The small heat shock protein H11 Kinase (H11K) accumulates in myocardium of patients with ischemic heart disease. Increased expression of H11K in a cardiac‐specific transgenic (TG) mouse provides cardioprotection equivalent to ischemic preconditioning (PC). Because of the predominant role of PKC (especially the epsilon isoform) in PC, we tested whether the cardioprotective effect of H11K involves a regulation of PKC isoforms. In hearts from TG compared to wild type (WT), there was a significant (P<0.05) increase in expression (40%), phosphorylation (2‐fold) and activity (50%) of both PKC alpha and epsilon. Both enzymes showed a 70% increase in translocation from the soluble to the particulate fraction in TG vs WT (P<0.01). Reciprocally, PKC isoforms delta and zeta did not show significant change. Interaction of PKC epsilon and alpha with the chaperone HSP70, as measured by co‐immunoprecipitation, was markedly increased in TG vs WT, which is known to stabilize active PKC and may therefore explain the increase in PKC expression and phosphorylation.
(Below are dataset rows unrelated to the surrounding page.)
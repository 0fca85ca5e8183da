pub mod http_queue_notifier;
pub mod mercado_pago_adapter;
pub mod mysql_payment_store;

pub use http_queue_notifier::HttpQueueNotifier;
pub use mercado_pago_adapter::MercadoPagoAdapter;
pub use mysql_payment_store::MySqlPaymentStore;
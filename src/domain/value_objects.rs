use crate::domain::errors::DomainError;
use serde::{Deserialize, Serialize};
use std::fmt;

/// Payment status, the three legal states of a payment lifecycle.
///
/// `AwaitingResponse` is the only initial state; `Paid` and `Cancelled`
/// are terminal. The orchestrator overwrites the status on confirmation
/// and cancellation without re-checking it, so redundant invocations are
/// the caller's responsibility.
#[derive(Debug, Clone, Copy, PartialEq, Eq, Serialize, Deserialize)]
#[serde(rename_all = "snake_case")]
pub enum PaymentStatus {
    /// Created, waiting for the gateway to confirm or decline
    AwaitingResponse,
    /// Confirmed by the gateway
    Paid,
    /// Cancelled, either explicitly or because QR issuance failed
    Cancelled,
}

impl PaymentStatus {
    /// Terminal states accept no further transition.
    pub fn is_terminal(&self) -> bool {
        matches!(self, PaymentStatus::Paid | PaymentStatus::Cancelled)
    }
}

impl fmt::Display for PaymentStatus {
    fn fmt(&self, f: &mut fmt::Formatter<'_>) -> fmt::Result {
        match self {
            PaymentStatus::AwaitingResponse => write!(f, "awaiting_response"),
            PaymentStatus::Paid => write!(f, "paid"),
            PaymentStatus::Cancelled => write!(f, "cancelled"),
        }
    }
}

/// Monetary amount in cents, guaranteed non-negative.
#[derive(Debug, Clone, Copy, PartialEq, Eq, PartialOrd, Ord, Serialize, Deserialize)]
#[serde(try_from = "i64", into = "i64")]
pub struct Money {
    amount_cents: i64,
}

impl Money {
    /// Create an amount from cents, rejecting negative values.
    pub fn from_cents(cents: i64) -> Result<Self, DomainError> {
        if cents < 0 {
            return Err(DomainError::InvalidAmount(format!(
                "amount must not be negative, got {cents}"
            )));
        }
        Ok(Self {
            amount_cents: cents,
        })
    }

    pub fn to_cents(&self) -> i64 {
        self.amount_cents
    }

    /// Line total for `quantity` units of this amount.
    pub fn times(&self, quantity: Quantity) -> Result<Money, DomainError> {
        self.amount_cents
            .checked_mul(i64::from(quantity.value()))
            .map(|amount_cents| Money { amount_cents })
            .ok_or_else(|| {
                DomainError::InvalidAmount(format!(
                    "line total overflows: {} cents x {}",
                    self.amount_cents, quantity
                ))
            })
    }
}

impl TryFrom<i64> for Money {
    type Error = DomainError;

    fn try_from(cents: i64) -> Result<Self, Self::Error> {
        Money::from_cents(cents)
    }
}

impl From<Money> for i64 {
    fn from(money: Money) -> i64 {
        money.amount_cents
    }
}

impl fmt::Display for Money {
    fn fmt(&self, f: &mut fmt::Formatter<'_>) -> fmt::Result {
        write!(f, "R${:.2}", self.amount_cents as f64 / 100.0)
    }
}

/// Item quantity, guaranteed to be at least 1.
#[derive(Debug, Clone, Copy, PartialEq, Eq, Serialize, Deserialize)]
#[serde(try_from = "u32", into = "u32")]
pub struct Quantity(u32);

impl Quantity {
    pub fn new(value: u32) -> Result<Self, DomainError> {
        if value == 0 {
            return Err(DomainError::InvalidQuantity(
                "quantity must be at least 1".to_string(),
            ));
        }
        Ok(Self(value))
    }

    pub fn value(&self) -> u32 {
        self.0
    }
}

impl TryFrom<u32> for Quantity {
    type Error = DomainError;

    fn try_from(value: u32) -> Result<Self, Self::Error> {
        Quantity::new(value)
    }
}

impl From<Quantity> for u32 {
    fn from(quantity: Quantity) -> u32 {
        quantity.0
    }
}

impl fmt::Display for Quantity {
    fn fmt(&self, f: &mut fmt::Formatter<'_>) -> fmt::Result {
        write!(f, "{}", self.0)
    }
}
pub mod payment_gateway_port;
pub mod payment_store_port;
pub mod status_notifier_port;

pub use payment_gateway_port::{PaymentGatewayPort, QrCodeIssue, WebhookNotification};
pub use payment_store_port::PaymentStorePort;
pub use status_notifier_port::StatusNotifierPort;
Treatment of TG mice with wortmannin (3 mg/kg daily for five days), an inhibitor of phosphatidylinositol 3‐kinase (PI3K) totally abolished both the activation and translocation of PKC alpha and epsilon. When submitted to coronary occlusion/ reperfusion, apoptosis, as measured by the percentage of TUNEL‐positive myocytes, was 1.0±0.1% in WT and 0.4±0.05% in TG (60% reduction in TG vs WT, P<0.01). After wortmannin treatment, protection in TG mice was totally lost. Therefore, H11K overexpression in the heart promotes the activation and translocation of both PKC alpha and epsilon in a PI3K‐dependent mechanism. Inhibition of this pathway prevents the anti‐apoptotic cardioprotection by H11K, suggesting an essential role for PKC in this protection.